We always hear about the bad side effects of menopause: brain fog, hot flashes, night sweats, fatigue… the list goes on. But when was the last time you heard about the benefits of menopause? Menopause is a journey, and it’s far more complex than a series of (admittedly) annoying physical symptoms. Opening up about those symptoms is crucial to our health, well-being, and sense of community — but it isn’t the whole story. By talking about “the big transition” in all of its glory (discussing more than just the bad stuff), we can shed a positive light on this time in our lives.
We asked Woman’s World readers what they consider to be the best things about menopause. Here are their answers.
1) No more bleeding.
This was the most common response we received. (One reader joked, “You can swim without worrying about sharks!”) And it’s not surprising: American women have around 450 periods in their lifetime, which equals about 10 years or 3,500 days. That’s about 11,000 tampons. Just think of all the times you had to ask your friends, “Do I have a spot on my jeans?” Never again!
2) There’s no risk of pregnancy.
Thanks to the lack of periods, you can now have sex without worrying about pregnancy. Indeed, a FUN FACTORY survey (whose participants were all 40+ years old) found that 37 percent of respondents listed “no pregnancy scares” as a top benefit of menopause.
3) It puts an end to endometriosis (and non-endo pain).
If you’re one of the roughly 10 percent of ovulating women worldwide who, according to the World Health Organization, suffer from endometriosis, menopause is cause for celebration. While a small subset of women with endo will carry it into menopause, most of us will get to say goodbye to this under-diagnosed disease. In losing your period, you’ll lose endo’s side effects, as well — no more distended endo belly (that makes you look pregnant); no more excruciating pelvic pain (that feels like evisceration); no more nausea and diarrhea (that keeps you housebound); and no more losing five to 10 days of your life each month to pain management.
4) You can explore your sexuality in new ways.
One of the most common menopause misconceptions is that it always causes a drop in libido. However, only 17 percent of respondents in the FUN FACTORY survey reported their libido dropping, and that percentage all agreed that they still want and deserve a happy sex life. In fact, 28 percent of respondents said that sex got better during or after menopause, and 26 percent reported that they now feel more sexually adventurous.
5) It’s a chance to refocus on your mental and physical health.
Tammy Dalton, nutrition consultant and wellness coach, told Woman’s World that menopause forced her to make her mental and physical health a priority, and that change was for the better. How does she take care of herself now? “Nutrients, building muscle, spending time in nature, resting, and healing,” she shares. Another reader, Pat, agrees that menopause helped her “re-focus on health in the post-prime years.”
6) You start caring about the important things, first and foremost.

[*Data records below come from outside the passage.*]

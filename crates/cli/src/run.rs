//! `emendas run` and `emendas validate`: config-driven decision runs.

use std::path::{Path, PathBuf};

use emendas_engine::{EmendasConfig, Pipeline, RunReport, TableSummary};
use emendas_io::{is_workbook, open_source, Output};

use crate::exit_codes::{EXIT_INVALID_CONFIG, EXIT_IO, EXIT_USAGE};
use crate::CliError;

fn run_err(code: u8, msg: impl Into<String>) -> CliError {
    CliError { code, message: msg.into(), hint: None }
}

/// Read, parse and validate the config, resolving its paths against the
/// config file's directory.
fn load_config(config_path: &Path) -> Result<EmendasConfig, CliError> {
    let config_str = std::fs::read_to_string(config_path).map_err(|e| {
        run_err(EXIT_USAGE, format!("cannot read config {}: {e}", config_path.display()))
    })?;

    let mut config = EmendasConfig::from_toml(&config_str).map_err(CliError::engine)?;

    let base_dir = config_path.parent().unwrap_or_else(|| Path::new("."));
    config.resolve_paths(base_dir);
    Ok(config)
}

pub fn cmd_run(
    config_path: PathBuf,
    input: Option<PathBuf>,
    output: Option<PathBuf>,
    json_output: bool,
    report_file: Option<PathBuf>,
) -> Result<(), CliError> {
    let config = load_config(&config_path)?;

    let input = input.or_else(|| config.input.clone()).ok_or_else(|| {
        run_err(EXIT_INVALID_CONFIG, "no input configured")
            .with_hint("set `input` in the config or pass --input")
    })?;

    // A CSV directory is updated in place unless told otherwise; a workbook
    // never is, since only the processed tables would survive the rewrite.
    let output = match output.or_else(|| config.output.clone()) {
        Some(path) => path,
        None if is_workbook(&input) => {
            return Err(run_err(EXIT_INVALID_CONFIG, "no output configured for workbook input")
                .with_hint("set `output` in the config or pass --output (an .xlsx file or a directory)"));
        }
        None => input.clone(),
    };

    log::info!("{}: {} -> {}", config.name, input.display(), output.display());

    let mut source = open_source(&input).map_err(CliError::engine)?;
    let mut sink = Output::create(&output).map_err(CliError::engine)?;

    let pipeline = Pipeline::new(config);
    let report = pipeline
        .run(source.as_mut(), &mut sink)
        .map_err(CliError::engine)?;
    sink.finish().map_err(CliError::engine)?;

    if json_output || report_file.is_some() {
        let json_str = serde_json::to_string_pretty(&report)
            .map_err(|e| run_err(EXIT_IO, format!("JSON serialization error: {e}")))?;

        if let Some(ref path) = report_file {
            std::fs::write(path, &json_str)
                .map_err(|e| run_err(EXIT_IO, format!("cannot write report: {e}")))?;
            eprintln!("wrote {}", path.display());
        }

        if json_output {
            println!("{json_str}");
        }
    }

    print_summary(&report);
    eprintln!("output: {}", output.display());
    Ok(())
}

pub fn cmd_validate(config_path: PathBuf) -> Result<(), CliError> {
    let config = load_config(&config_path)?;

    eprintln!("config ok: {}", config.name);
    eprintln!("  ledger:    {}", config.tables.ledger);
    eprintln!("  mandatory: {}", config.tables.mandatory);
    eprintln!("  criteria:  {}", config.tables.criteria);
    match &config.mandatory.value_column {
        Some(col) => eprintln!("  mandatory value column: {col}"),
        None => eprintln!("  mandatory value column: (none, '{}' omitted)", config.output_columns.value),
    }
    if let Some(ref input) = config.input {
        if !input.exists() {
            eprintln!("warning: input {} does not exist", input.display());
        }
    }
    Ok(())
}

/// Human summary to stderr
fn print_summary(report: &RunReport) {
    for summary in [&report.ledger, &report.mandatory] {
        eprintln!("{}", summary_line(summary));
    }
}

fn summary_line(s: &TableSummary) -> String {
    format!(
        "{}: {} rows in {} groups: {} approved, {} partial, {} rejected; {} with usage id 6",
        s.table, s.rows, s.groups, s.approved, s.partially_approved, s.rejected, s.usage_flagged,
    )
}
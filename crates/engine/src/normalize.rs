//! Trim a raw sheet to its data extent and undo merged-cell gaps.
//!
//! Spreadsheets exported by the budget system end with a totals row and a few
//! blank rows, and repeat nothing inside merged cells: only the first row of a
//! merged block carries the value. Both have to be fixed before any group sum
//! is taken.

use crate::error::{EmendasError, Result};
use crate::table::{CellValue, Table};

/// Truncate `table` after the last row whose `presence_column` is numeric,
/// then forward-fill every column.
pub fn normalize(table: &Table, table_name: &str, presence_column: &str) -> Result<Table> {
    let presence = table.require_column(table_name, presence_column)?;

    let last = last_data_row(table, presence).ok_or_else(|| EmendasError::MalformedTable {
        table: table_name.into(),
        reason: format!("no row has a numeric value in column '{presence_column}'"),
    })?;

    let mut rows = table.rows[..=last].to_vec();
    forward_fill(&mut rows);

    let dropped = table.len() - rows.len();
    if dropped > 0 {
        log::debug!("{table_name}: dropped {dropped} trailing non-data row(s)");
    }

    Ok(Table {
        columns: table.columns.clone(),
        rows,
    })
}

/// Index of the last row whose `column` cell parses as a number.
pub fn last_data_row(table: &Table, column: usize) -> Option<usize> {
    table
        .rows
        .iter()
        .rposition(|row| row.get(column).is_some_and(CellValue::is_numeric))
}

/// Replace each missing cell with the nearest non-missing cell above it in the
/// same column. Populated cells are never touched; gaps with nothing above
/// them stay as they are.
pub fn forward_fill(rows: &mut [Vec<CellValue>]) {
    let width = rows.iter().map(Vec::len).max().unwrap_or(0);
    let mut last_seen: Vec<Option<CellValue>> = vec![None; width];

    for row in rows.iter_mut() {
        for (col, cell) in row.iter_mut().enumerate() {
            if cell.is_missing() {
                if let Some(prev) = &last_seen[col] {
                    *cell = prev.clone();
                }
            } else {
                last_seen[col] = Some(cell.clone());
            }
        }
    }
}
use thiserror::Error;

pub type Result<T> = std::result::Result<T, EmendasError>;

#[derive(Debug, Error)]
pub enum EmendasError {
    /// The table has no usable data extent (no numeric amendment code).
    #[error("table '{table}': {reason}")]
    MalformedTable { table: String, reason: String },

    /// A required header is absent.
    #[error("table '{table}': missing column '{column}'")]
    MissingColumn { table: String, column: String },

    /// A cell could not be coerced. `row` is the spreadsheet row (header = 1).
    #[error("table '{table}', row {row}, column '{column}': expected {expected}, found '{value}'")]
    DataType {
        table: String,
        row: usize,
        column: String,
        expected: &'static str,
        value: String,
    },

    #[error("config parse error: {0}")]
    ConfigParse(String),

    #[error("config validation error: {0}")]
    ConfigValidation(String),

    #[error("IO error: {0}")]
    Io(String),
}

impl EmendasError {
    /// True for errors caused by the shape of the input tables rather than
    /// individual cell values.
    pub fn is_malformed(&self) -> bool {
        matches!(self, Self::MalformedTable { .. } | Self::MissingColumn { .. })
    }
}
// CSV directory adapter: one `<name>.csv` file per table

use std::fs;
use std::io::Read;
use std::path::{Path, PathBuf};

use emendas_engine::{CellValue, EmendasError, Result, Table, TableSink, TableSource};

/// Delimiter used when writing. Commas are the decimal separator in pt-BR
/// exports, so the semicolon is what spreadsheets there expect.
pub const WRITE_DELIMITER: u8 = b';';

/// A directory of CSV files, one per table. Works as source and as sink.
#[derive(Debug, Clone)]
pub struct CsvDir {
    dir: PathBuf,
    /// Status messages received through `notify`, in order.
    pub notifications: Vec<String>,
}

impl CsvDir {
    pub fn new(dir: impl Into<PathBuf>) -> Self {
        Self {
            dir: dir.into(),
            notifications: Vec::new(),
        }
    }

    pub fn dir(&self) -> &Path {
        &self.dir
    }

    pub fn table_path(&self, name: &str) -> PathBuf {
        self.dir.join(format!("{name}.csv"))
    }
}

impl TableSource for CsvDir {
    fn read_table(&mut self, name: &str) -> Result<Table> {
        let path = self.table_path(name);
        let content = read_file_as_utf8(&path)?;
        let delimiter = sniff_delimiter(&content);
        log::debug!("{}: delimiter '{}'", path.display(), delimiter as char);
        parse_table(name, &content, delimiter)
    }
}

impl TableSink for CsvDir {
    fn write_table(&mut self, name: &str, table: &Table) -> Result<()> {
        fs::create_dir_all(&self.dir)
            .map_err(|e| EmendasError::Io(format!("{}: {}", self.dir.display(), e)))?;
        let path = self.table_path(name);
        export(table, &path, WRITE_DELIMITER)?;
        log::info!("wrote {} row(s) to {}", table.len(), path.display());
        Ok(())
    }

    fn notify(&mut self, message: &str) -> Result<()> {
        log::info!("status: {message}");
        self.notifications.push(message.to_string());
        Ok(())
    }
}

/// Detect the most likely field delimiter by checking consistency across the first few lines.
///
/// For each candidate (tab, semicolon, comma), count fields per line. The delimiter
/// that produces the most consistent field count (>1 field) wins.
fn sniff_delimiter(content: &str) -> u8 {
    let candidates: &[u8] = &[b'\t', b';', b','];
    let sample_lines: Vec<&str> = content.lines().take(10).collect();

    let mut best = b';';
    let mut best_score = 0u64;

    for &delim in candidates {
        let counts: Vec<usize> = sample_lines
            .iter()
            .map(|line| {
                csv::ReaderBuilder::new()
                    .delimiter(delim)
                    .has_headers(false)
                    .flexible(true)
                    .from_reader(line.as_bytes())
                    .records()
                    .next()
                    .and_then(|r| r.ok())
                    .map(|r| r.len())
                    .unwrap_or(1)
            })
            .collect();

        // Must produce >1 field on the header line to be viable
        let target = match counts.first() {
            Some(&c) if c > 1 => c,
            _ => continue,
        };

        // Ties go to the earlier candidate; pt-BR amounts like "1.500,50"
        // inflate comma counts on data lines but not on the header.
        let consistent = counts.iter().filter(|&&c| c == target).count() as u64;
        let score = consistent * target as u64;

        if score > best_score {
            best_score = score;
            best = delim;
        }
    }

    best
}

/// Read file and convert to UTF-8 if needed (Excel on Windows saves CSV as Windows-1252)
pub fn read_file_as_utf8(path: &Path) -> Result<String> {
    let mut file = fs::File::open(path).map_err(|e| EmendasError::Io(format!("{}: {}", path.display(), e)))?;
    let mut bytes = Vec::new();
    file.read_to_end(&mut bytes)
        .map_err(|e| EmendasError::Io(format!("{}: {}", path.display(), e)))?;

    match String::from_utf8(bytes) {
        Ok(s) if s.starts_with('\u{feff}') => Ok(s['\u{feff}'.len_utf8()..].to_string()),
        Ok(s) => Ok(s),
        Err(e) => {
            let bytes = e.into_bytes();
            log::debug!("{}: not UTF-8, decoding as Windows-1252", path.display());
            let (decoded, _, _) = encoding_rs::WINDOWS_1252.decode(&bytes);
            Ok(decoded.into_owned())
        }
    }
}

fn parse_table(name: &str, content: &str, delimiter: u8) -> Result<Table> {
    let mut reader = csv::ReaderBuilder::new()
        .delimiter(delimiter)
        .has_headers(false)
        .flexible(true)
        .from_reader(content.as_bytes());

    let mut records = reader.records();
    let header = match records.next() {
        Some(record) => record.map_err(|e| EmendasError::Io(format!("{name}.csv: {e}")))?,
        None => {
            return Err(EmendasError::MalformedTable {
                table: name.to_string(),
                reason: "file has no header row".into(),
            })
        }
    };

    let mut table = Table::new(header.iter().map(str::to_string).collect());
    for result in records {
        let record = result.map_err(|e| EmendasError::Io(format!("{name}.csv: {e}")))?;
        table.push_row(record.iter().map(CellValue::from_text).collect());
    }

    Ok(table)
}

fn export(table: &Table, path: &Path, delimiter: u8) -> Result<()> {
    let io_err = |e: csv::Error| EmendasError::Io(format!("{}: {}", path.display(), e));

    let mut writer = csv::WriterBuilder::new()
        .delimiter(delimiter)
        .flexible(true)
        .from_path(path)
        .map_err(io_err)?;

    writer.write_record(&table.columns).map_err(io_err)?;
    for row in &table.rows {
        let record: Vec<String> = row.iter().map(CellValue::raw_display).collect();
        writer.write_record(&record).map_err(io_err)?;
    }

    writer
        .flush()
        .map_err(|e| EmendasError::Io(format!("{}: {}", path.display(), e)))?;
    Ok(())
}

For many readers, menopause helped them re-discover what’s important. “You care more about health than looks,” one reader wrote, and another said she cares less about what people think than she did at a younger age. The anthropologist Margaret Mead summed up this new outlook perfectly: “There is no greater power in the world than the zest of a postmenopausal woman.”
7) It’s an opportunity to bond with other women.
As one reader believes, the best thing about menopause is “bonding with other women who are [experiencing] or have experienced the same transition.” Indeed, there’s something about a shared hardship that brings us closer together — and that’s a pretty bright silver lining. The takeaway? Let go of your fears and open up to your friends about menopause. It might be exactly what you need.